On and off over the last year I have been rewriting QEMU's x86 decoder. It started as a necessary task to incorporate AVX support, but I am now at a point where only a handful of opcodes are left to rewrite, after which it should not be too hard to add APX support. For EVEX my plan is to keep the raw bits until after the opcode has been read (i.e. before immediates and possibly before modrm) and the EVEX class identified.
My decoder is mostly based on the tables in the manual, and the code is mostly okay—not too much indentation and phases mostly easy to separate/identify. Because the output is JITted code, it's ok to not be super efficient and keep the code readable; it's not where most of the time is spent. Nevertheless there are several cases in which the manual is wrong or doesn't say the whole story. And the tables haven't been updated for several years (no K register instructions, for example), so going forward there will be more manual work to do. :(
(As I said above, there are still a few instructions handled by the old code predating the rewrite, notably BT/BTS/BTR/BTC. I have written the code but not merged it yet).
Another bonus quirk, from the 486 and Pentium area..

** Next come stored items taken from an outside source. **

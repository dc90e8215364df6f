//! Error types for the attribution pipeline

use thiserror::Error;

/// Errors raised while building a candidate pool or attributing documents.
#[derive(Error, Debug, Clone, PartialEq)]
pub enum AttributionError {
    #[error("no candidate has at least {min_train_len} training words; nothing to attribute against")]
    EmptyCandidatePool { min_train_len: usize },

    #[error(
        "candidate '{author}' has {available} training words, cannot draw an excerpt of {requested} words"
    )]
    ExcerptOutOfRange {
        author: String,
        available: usize,
        requested: usize,
    },

    #[error("invalid configuration: {0}")]
    InvalidConfig(String),
}

pub type AttributionResult<T> = Result<T, AttributionError>;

BSWAP EAX converts from little endian to big endian and vice versa. It was a 32 bit instruction to begin with.
However, we have the 0x66 prefix that switches between 16 and 32 bit mode. If you apply that to BSWAP EAX undefined funky things happen.
On some CPU architectures (Intel vs. AMD) the prefix was just ignored. On others it did something that I call an "inner swap". E.g. in your four bytes that are stored in EAX byte 1 and 2 are swapped.
The semantics of LZCNT combined with its encoding feels like an own goal: it’s encoded as a BSR instruction with a legacy-ignored prefix, but for nonzero inputs its return value is the operand size minus the return value of the legacy version. Yes, clz() is a function that exists, but the extra subtraction in its implementation feels like a small cost to pay for extra compatibility when LZCNT could’ve just been BSR with different zero-input semantics.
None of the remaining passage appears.